Isso posto, é preciso reconhecer
que na imprensa avançamos. Não faz muito, chamavam de Revolução o golpe que
instalou a ditadura no Brasil. Mas ainda aqui, o avanço é relativo, porque
velhos preconceitos se misturam às novas redações. Se não, vejam o que exibe o
corpo da notícia na Folha de São Paulo: “O golpe de 1964 deu início à ditadura militar, que se estendeu até 1985.

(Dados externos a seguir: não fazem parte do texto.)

//! Presentation driver for one open diff view.
//!
//! A session aggregates the rendered panes, the comment store, and the
//! scroll synchronizer for the currently selected file, and exposes the
//! navigation surface intended to be bound to user-facing commands. Loads
//! run on background tasks and come back over the event channel; the session
//! applies a completion only when its generation stamp is still current, so
//! switching file or base while a load is in flight strands the older load
//! harmlessly.
//!
//! State machine: `Loading -> Rendered -> (Loading on file/base switch) ->
//! Rendered -> Destroyed`. Navigation is disabled while `Loading`.

use std::time::Duration;

use gerview_core::db;
use gerview_core::types::{FileEntry, Revision, StoredComment};
use tokio_rusqlite::Connection;
use tracing::{debug, warn};

use crate::comments::CommentStore;
use crate::config::Config;
use crate::error::{Error, Result};
use crate::event::{EventHandler, SessionEvent};
use crate::fetch::{self, LoadedFile};
use crate::linemap::{PaneId, PaneSet};
use crate::scroll::{shared, ScrollSync, Scroller, SharedViewport, Viewport};

#[derive(Debug, Clone, Copy, PartialEq, Eq)]
pub enum SessionState {
    Loading,
    Rendered,
    Destroyed,
}

pub struct DiffSession {
    conn: Connection,
    config: Config,
    change_id: String,
    revisions: Vec<Revision>,
    current: Revision,
    /// Patch-set number of the comparison base; `None` is the parent commit.
    base: Option<i64>,
    /// Non-binary files of the current revision, case-insensitive sorted.
    files: Vec<FileEntry>,
    file_name: String,
    state: SessionState,
    generation: u64,
    events: EventHandler,
    panes: Option<PaneSet>,
    comments: Option<CommentStore>,
    sync: Option<ScrollSync>,
    viewports: Option<(SharedViewport, SharedViewport)>,
    selected_block: Option<usize>,
    comment_cursor: Option<usize>,
    intraline_visible: bool,
    viewport_extent: (f64, f64),
}
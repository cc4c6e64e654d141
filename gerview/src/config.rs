//! Engine configuration, loaded from `~/.config/gerview/config.toml`.
//!
//! Config errors are soft failures: a missing or unparsable file yields the
//! defaults, with a warning for the parse case. Nothing here ever panics.

use std::path::PathBuf;

use serde::Deserialize;
use tracing::warn;

#[derive(Debug, Clone, Deserialize)]
#[serde(default)]
pub struct Config {
    /// Location of the local review store database.
    pub store_path: String,
    /// Scroll synchronizer tick interval in milliseconds.
    pub sync_interval_ms: u64,
    /// Whether intraline edit highlights start enabled.
    pub intraline_highlights: bool,
}

impl Default for Config {
    fn default() -> Self {
        Config {
            store_path: default_store_path(),
            sync_interval_ms: 16,
            intraline_highlights: true,
        }
    }
}

fn default_store_path() -> String {
    data_base()
        .join("gerview")
        .join("review.db")
        .to_string_lossy()
        .into_owned()
}

fn data_base() -> PathBuf {
    std::env::var("XDG_DATA_HOME")
        .ok()
        .map(PathBuf::from)
        .or_else(|| {
            std::env::var("HOME")
                .ok()
                .map(|h| PathBuf::from(h).join(".local").join("share"))
        })
        .unwrap_or_else(|| PathBuf::from(".local/share"))
}

/// Prefers `$XDG_CONFIG_HOME/gerview/config.toml`; falls back to
/// `~/.config/gerview/config.toml` when the env var is absent.
pub fn config_path() -> PathBuf {
    let base = std::env::var("XDG_CONFIG_HOME")
        .ok()
        .map(PathBuf::from)
        .or_else(|| {
            std::env::var("HOME")
                .ok()
                .map(|h| PathBuf::from(h).join(".config"))
        })
        .unwrap_or_else(|| PathBuf::from(".config"));
    base.join("gerview").join("config.toml")
}

impl Config {
    /// Loads the config file, falling back to defaults on any failure.
    pub fn load() -> Self {
        Self::from_path(&config_path())
    }

    fn from_path(path: &std::path::Path) -> Self {
        let raw = match std::fs::read_to_string(path) {
            Ok(s) => s,
            Err(_) => return Config::default(),
        };
        match toml::from_str(&raw) {
            Ok(config) => config,
            Err(err) => {
                warn!(path = %path.display(), %err, "config parse error, using defaults");
                Config::default()
            }
        }
    }
}

#[cfg(test)]
mod tests {
    use super::*;

    #[test]
    fn partial_file_fills_in_defaults() {
        let dir = tempfile::TempDir::new().unwrap();
        let path = dir.path().join("config.toml");
        std::fs::write(&path, "sync_interval_ms = 40\n").unwrap();
        let config = Config::from_path(&path);
        assert_eq!(config.sync_interval_ms, 40);
        assert!(config.intraline_highlights);
    }

    #[test]
    fn unreadable_or_broken_file_yields_defaults() {
        let dir = tempfile::TempDir::new().unwrap();
        let missing = Config::from_path(&dir.path().join("nope.toml"));
        assert_eq!(missing.sync_interval_ms, 16);

        let path = dir.path().join("bad.toml");
        std::fs::write(&path, "sync_interval_ms = [oops").unwrap();
        let broken = Config::from_path(&path);
        assert_eq!(broken.sync_interval_ms, 16);
    }
}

Houve tortura e mortes, censura à imprensa e fechamento do Congresso
Nacional”. Muito bem! Mas foi mais que a
pressa informativa de duas linhas resumida: prisão de governadores em pleno exercício,
cassação de mandatos, desaparecimento de pessoas, corrupção silenciada,
forjamento de notícias, censura à musica, ao teatro, ao cinema, deformação do
ensino público, exibição nas tevês de presos políticos que, torturados, se
declaravam arrependidos dos seus “crimes”. Numa palavra, o terror de Estado.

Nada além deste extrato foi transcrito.